Beijing has established massive development funds and held bond offerings in overseas markets to ensure its development projects have sufficient liquidity. Originally established in 2014 with a starting value of US$40 billion, the Silk Road Fund is a state-owned investment fund with the sole purpose of financing OBOR projects, and received approximately US$100 billion in 2017 to encourage RMB-denominated outbound investment. While the funds are in place, a large portion still remains unallocated to date.

Sino-Pakistani trade has unlocked an important milestone for the RMB. As China’s largest investment recipient in South Asia, Pakistan announced in a 2019 agreement that all China-Pakistan Economic Corridor (CPEC) development loans would be issued in RMB. While these plans have yet to materialize, once achieved, it could ostensibly open the floodgates for rapidly increasing global RMB usage. At present, the RMB only accounts for 5% of total Sino-Pakistani bilateral trade due to the currency’s illiquidity within Pakistani markets. Pakistan maintains a trade deficit with China, which contributes to persistently higher RMB outflows than inflows each year, and results in diminished opportunities for additional RMB-based trade and investment. As a significant global exporting country, China runs trade surpluses with most nations across the globe. As such, Beijing intends for OBOR to disperse the RMB across the globe through project financing to resolve market liquidity issues similar to that of Pakistan and pave the way for increased RMB-based trade.
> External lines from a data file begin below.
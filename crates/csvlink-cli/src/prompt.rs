//! Interactive decision surfaces.
//!
//! Prompts go to stderr so stdout stays clean for redirection. An empty
//! line is the explicit decline signal; anything unparsable or out of
//! range re-prompts rather than silently skipping the row.

use std::io::{self, BufRead, Write};

use csvlink_core::DecisionSurface;

/// Reads selections from stdin, one ambiguous row at a time.
#[derive(Debug, Default)]
pub struct StdinPrompt;

impl DecisionSurface for StdinPrompt {
    fn choose(&mut self, prompt: &str, options: &[String]) -> Option<usize> {
        eprintln!();
        eprintln!("{prompt}");
        for (index, option) in options.iter().enumerate() {
            eprintln!("  {}. {option}", index + 1);
        }
        let stdin = io::stdin();
        let mut line = String::new();
        loop {
            eprint!("Choice [1-{}], empty to skip: ", options.len());
            io::stderr().flush().ok();
            line.clear();
            match stdin.lock().read_line(&mut line) {
                // EOF: treat as decline, same as an empty line.
                Ok(0) => return None,
                Ok(_) => {}
                Err(_) => return None,
            }
            let trimmed = line.trim();
            if trimmed.is_empty() {
                return None;
            }
            match trimmed.parse::<usize>() {
                Ok(choice) if (1..=options.len()).contains(&choice) => return Some(choice - 1),
                _ => eprintln!(
                    "Enter a number between 1 and {}, or press Enter to skip.",
                    options.len()
                ),
            }
        }
    }
}

/// Declines every prompt; used for scripted, non-interactive runs where an
/// ambiguous row should simply stay unmatched.
#[derive(Debug, Default)]
pub struct DeclineAll;

impl DecisionSurface for DeclineAll {
    fn choose(&mut self, _prompt: &str, _options: &[String]) -> Option<usize> {
        None
    }
}
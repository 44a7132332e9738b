//! Disambiguation protocol: how ambiguous candidates are described and how
//! a single external choice is solicited.

use csvlink_model::Table;

use crate::rank::Candidate;

/// External decision-maker for ambiguous candidate lists.
///
/// `options` are rendered 1-based to the decision-maker; the returned index
/// is 0-based into `options`. `None` is an explicit decline and a valid
/// terminal outcome — there is no default or timeout selection. The call
/// blocks the per-row loop until it returns.
pub trait DecisionSurface {
    fn choose(&mut self, prompt: &str, options: &[String]) -> Option<usize>;
}

/// Prompt line for one ambiguous source value.
pub fn prompt_for(source_value: &str, exact: bool) -> String {
    if exact {
        format!("Multiple exact matches for \"{source_value}\" — pick one:")
    } else {
        format!("Near matches for \"{source_value}\" — pick one:")
    }
}

/// Label for an exact-tier candidate: the full target record, so a human
/// can tell identical key values apart by their other fields.
pub fn exact_option_label(target: &Table, candidate: &Candidate) -> String {
    target
        .columns
        .iter()
        .enumerate()
        .map(|(idx, column)| format!("{column}={}", target.cell_text(candidate.row, idx)))
        .collect::<Vec<_>>()
        .join(", ")
}

/// Label for a near-tier candidate: the comparison value and its distance.
pub fn near_option_label(target_value: &str, candidate: &Candidate) -> String {
    format!("{target_value} (distance {})", candidate.distance)
}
In addition to centrally-backed investment funds, major Chinese banking organizations have also begun offering “dim sum bonds,” or RMB-denominated bonds sold in global financial hubs like Hong Kong and London to finance infrastructure loans. Notably, the Agricultural Bank of China debuted a US$1 billion dual currency bond in London in 2015, offering a green bond to finance sustainable land use and renewable energy development. Financing projects with the RMB, particularly through bond issuances, serves to create pools of RMB liquidity abroad and releases the currency from stringent capital controls seen within the domestic Chinese market – though “offshore RMB” totals would be insufficient to cover the hypothetical needs of OBOR-related RMB trade as exemplified by Pakistan.

Dim Sum Bond Issuances

Sources: Federal Reserve Bank of San Francisco, The China Guys


However, RMB-denominated bond offerings abroad have begun to slow. With increased foreign investor access to Chinese markets through reforms like the amended RMB Qualified Foreign Investor Initiative (RQFII), dim sum bonds are losing their long-term appeal. Diverging exchange rates between the onshore (CNY) and offshore (CNH) RMB have driven foreign investors to approach the domestic market directly through “panda bonds” – yuan-denominated bonds onshore bonds available to RQFII participants, with the total volume of panda bonds surpassing that of dim sum bonds by 50%. However, onshore bonds are failing to drive RMB adoption across OBOR nations; instead, the vast majority are issued by Western MNCs to bolster cash for operations and Chinese market expansion.

That said, the RMB is still beginning to gain traction. On April 1st, 2020, the first RMB-denominated bond was issued in Kazakhstan, marking the first issuance in all of Central Asia to support OBOR-related infrastructure projects. To further develop the offshore RMB market, one of China’s “big five” banks, China Construction Bank, opened a central location in Kazakhstan’s capital city of Nur-Sultan in September 2019. The integration of Chinese financial institutions into Kazakhstan’s markets, coupled with the country’s “de-dollarization” strategy and a 30% local currency devaluation in 2015 will further advance the RMB’s adoption as a common currency within the country’s markets and provide a model for RMB liquidity in OBOR markets.

RMB-denominated International Payments

As China rolls out its grand strategy, Beijing has focused on establishing a robust system for currency conversion and flow. China has begun to designate RMB clearing and settlement banks in nine OBOR countries to facilitate the use of RMB for cross-border payment settlements, which is intended to in turn spur heightened bilateral trade and investment dealings. Additionally, the establishment of offshore Chinese bank branches, such as the Bank of China and the Agricultural Bank of China in 64 OBOR countries helps influence the RMB’s exposure to cross-border trade, with these institutions providing easy access for importers and exporters to swap local currencies for the RMB, assuming sufficient market liquidity.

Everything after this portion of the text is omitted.